Por Uuc-kib Espadas Ancona
Las fuerzas políticas no suelen invertir demasiado tiempo o esfuerzo en averiguar por qué ganaron una elección. Entre otras cosas, a mayor convencimiento de las virtudes de una opción, menos curiosidad intelectual despierta su triunfo: era normal, somos la mejor opción, no hay misterio que explicar. Cuando, sin embargo, por cualquier razón, se frustran expectativas de triunfos, especialmente cuando parecen claros, las explicaciones se hacen necesarias. En los escenarios nacional y local, tras la elección del 1º de julio, muchos son los segmentos partidistas que, desde distintas ópticas, analizan sus derrotas, como es lógico para las hasta ayer principales fuerzas políticas del país –PAN, PRI y PRD.
La primera gran tentación es siempre buscar culpables inmediatos, los traidores, los poco comprometidos o los autores de grandes errores electorales. Esto resulta especialmente lógico cuando una fuerza asume que cierta posición política estaba ganada antes de iniciar el proceso, por lo que la derrota resulta inexplicable. Estas líneas de análisis, casi sin excepción, resultan erradas e infructuosas, pues su premisa mayor, la elección estaba ganada, es falsa. Cualquier conclusión posterior basada en ese supuesto carecerá necesariamente de validez.
Una segunda, y cada vez más socorrida explicación, es encontrar qué estuvo mal en las campañas. Se supone que si se hace una buena campaña, si partido y equipo de campaña se desempeñan eficazmente y, especialmente, si hay una buena comunicación con los electores, la elección se ganará. Bajo esta lógica, la explicación de la derrota debe encontrarse en fallas durante la propia campaña. El problema de éstas es, una vez más, que descansa sobre supuestos falsos. La realidad política demuestra, proceso tras proceso, que campañas proselitistas perfectamente diseñadas y ejecutadas en todos sus aspectos son capaces de recibir duras derrotas.
La realidad es que en el estado de ánimo del elector al llegar a la urna pesan mucho más otras cosas que las acciones proselitistas o los conflictos internos de las fuerzas políticas. Estos votantes enfrentan la cosa pública como algo que se manifiesta en sus vidas todos los días, de formas más cercanas o lejanas, pero que conforman sus juicios y actitudes frente a las distintas opciones políticas.
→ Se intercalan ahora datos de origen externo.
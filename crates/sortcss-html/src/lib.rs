//! sortcss HTML
//!
//! Turns an HTML document into the ordered list of tags, ids and classes
//! it uses, as they first appear in the document.

mod node;
mod parser;
mod flatten;

pub use node::{Attributes, Element, HtmlDocument, HtmlNode};
pub use parser::HtmlParser;
pub use flatten::{flatten, IdentifierSequence};

/// Parse an HTML string and flatten it into its identifier sequence
pub fn identifiers_in_order(html: &str) -> Result<IdentifierSequence, HtmlError> {
    let document = HtmlParser::new().parse(html)?;
    Ok(flatten(&document))
}

/// HTML parsing error
#[derive(Debug, thiserror::Error)]
pub enum HtmlError {
    #[error("Failed to read HTML input: {0}")]
    Io(#[from] std::io::Error),
}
De esta manera, en el momento crucial de marcar la boleta, se ven mucho más influidos en sus ideas y emociones por la forma como valoran a un partido en general, y no por lo que las campañas hayan querido dejar en ellos. Esto es precisamente lo que le ocurrió a los antes tres grandes, pero en especial al PRI, que obtuvo el peor resultado de su historia y que perdió incluso posiciones donde se suponía que gozaba de mayoría social, como Yucatán.
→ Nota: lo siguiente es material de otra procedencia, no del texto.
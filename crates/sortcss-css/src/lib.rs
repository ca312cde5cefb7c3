//! sortcss CSS Parser
//!
//! Reads a stylesheet into a normalized model: one entry per simple
//! selector, each carrying its leading comment and its declarations.

mod parser;
mod model;

pub use parser::CssParser;
pub use model::{CssRule, CssRuleParser, ParsedCssRule, StylesheetModel};

/// Parse a CSS stylesheet into a normalized model.
///
/// Declarations within each selector come out alphabetically sorted.
pub fn parse_stylesheet(css: &str) -> Result<StylesheetModel, CssError> {
    let rules = CssParser::new().parse(css)?;
    Ok(CssRuleParser::parse(rules).normalized())
}

/// CSS parsing error
#[derive(Debug, thiserror::Error)]
pub enum CssError {
    #[error("Parse error at line {line}: {message}")]
    ParseError { line: u32, message: String },
}
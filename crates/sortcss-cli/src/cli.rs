use clap::Parser;
use sortcss_engine::{Config, Processed, SortMode};
use std::path::PathBuf;

/// Sorts CSS declarations. Without `--by-html` tags are sorted
/// alphabetically first, then ids and classes.
#[derive(Parser, Debug)]
#[command(name = "sortcss")]
#[command(version = env!("CARGO_PKG_VERSION"))]
#[command(after_help = "# Examples:\n\n\
    ## Print style.css sorted alphabetically:\n\
    sortcss style.css\n\n\
    ## Rewrite style.css in the order used by index.html:\n\
    sortcss --by-html index.html -i style.css")]
pub struct Cli {
    /// CSS files to sort
    #[arg(value_name = "TARGET")]
    pub targets: Vec<PathBuf>,

    /// Order CSS declarations by the HTML document's order
    #[arg(long = "by-html", visible_alias = "by_html", value_name = "HTML")]
    pub by_html: Option<PathBuf>,

    /// Edit files in place
    #[arg(short = 'i', long = "in-place", visible_alias = "in_place", default_value_t = false)]
    pub in_place: bool,

    /// Log debug output to stderr
    #[arg(short, long, default_value_t = false)]
    pub verbose: bool,
}

impl Cli {
    pub fn config(&self) -> Config {
        Config {
            mode: match &self.by_html {
                Some(path) => SortMode::ByHtml(path.clone()),
                None => SortMode::Alphabetical,
            },
            in_place: self.in_place,
        }
    }
}

/// Line printed for a processed file: a confirmation when the file was
/// rewritten, the sorted stylesheet otherwise
pub fn report(processed: &Processed) -> String {
    if processed.written {
        format!("{} formatted successfully!", processed.path.display())
    } else {
        processed.output.clone()
    }
}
La derrota del tricolor –como con sus peculiaridades las del PAN y el PRD– no se explica por lo ocurrido en el ámbito de la opinión pública en tres meses de campaña, o incluso en el año previo a los comicios. El descontento de sus propios votantes que, por ejemplo, lo abandonaron masivamente en sus zonas de mayor influencia en Mérida, revela actitudes ciudadanas maduradas durante años, cuando no décadas. Muchos electores priístas tradicionales cambiaron sus preferencias como resultado de la frustración de expectativas en el largo plazo. Lejos de sus aspiraciones, el tricolor dejó de defender, con el paso de los años, demandas sindicales, demandas de vecinos de zonas populares y necesidades comunes a la población, entre otras cosas, para respaldar las exigencias de los sectores más pudientes de la población. La ruptura no resulta de la mayor o menor credibilidad generada en una coyuntura publicitaria, la campaña, sino del contraste cotidiano entre las necesidades y aspiraciones propias y los resultados ofrecidos por el tricolor. Lo que determina la gran mayoría de las derrotas electorales no es de ningún modo la calidad de la campaña electoral realizada, sino el recorrido estratégico de la fuerza política contendiente.
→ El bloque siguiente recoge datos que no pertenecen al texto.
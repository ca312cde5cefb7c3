//! sortcss Engine
//!
//! Reorders the rule blocks of a stylesheet, either alphabetically or in
//! the order their selectors first appear in an HTML document.
//!
//! # Example
//! ```rust,ignore
//! use sortcss_engine::{Engine, Config, SortMode};
//!
//! let engine = Engine::new(Config::default());
//! let processed = engine.process("style.css")?;
//! print!("{}", processed.output);
//! ```

mod config;
mod engine;
mod serializer;
mod sorter;

pub use config::{Config, SortMode};
pub use engine::{Engine, EngineError, Processed};
pub use serializer::render;
pub use sorter::{leading_token, sort_by_html, sort_by_keys, SortStrategy};

// Re-export sub-crates for advanced usage
pub use sortcss_css as css;
pub use sortcss_html as html;

/// Engine version
pub const VERSION: &str = env!("CARGO_PKG_VERSION");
El PRD quedó sentenciado por su proceso interno de descomposición de veinte años, el distanciamiento de sus demandas fundacionales y el abandono de la confrontación política con alternativas incompatibles con su propio proyecto. El PAN una vez más se vio reducido a la mínima expresión de la derecha social. En una ruta de oportunismos trazable fácilmente hasta el golpe de mano interior de Vicente Fox, previo a la elección de 2000, Acción Nacional no tiene hoy ya gran cosa que ofrecer al más amplio público político, pudiendo tan sólo satisfacer las expectativas de los segmentos más conservadores y hasta retrógradas de la sociedad mexicana. Finalmente, la colosal derrota priísta se explica por más de tres décadas de apartarse de sus raíces populares para abrazar un modelo económico y político decididamente oligárquico, que además sumó las aspiraciones personales de muy destacados militantes de ese partido de alcanzar la condición de plutócrata.
Las campañas electorales pueden, en algunas elecciones muy competidas, decantar el resultado en favor de uno u otro aspirante; lo que no pueden hacer regularmente es transformar el posicionamiento social que cada partido ha consolidado con años de actuación política real. Creer lo contrario sólo lleva a pagar pequeñas fortunas a publicistas, con muy variable grado de profesionalismo, y a corsarios que, bajo distintos ropajes, ofrecen vender la fórmula mágica de victorias ya imposibles.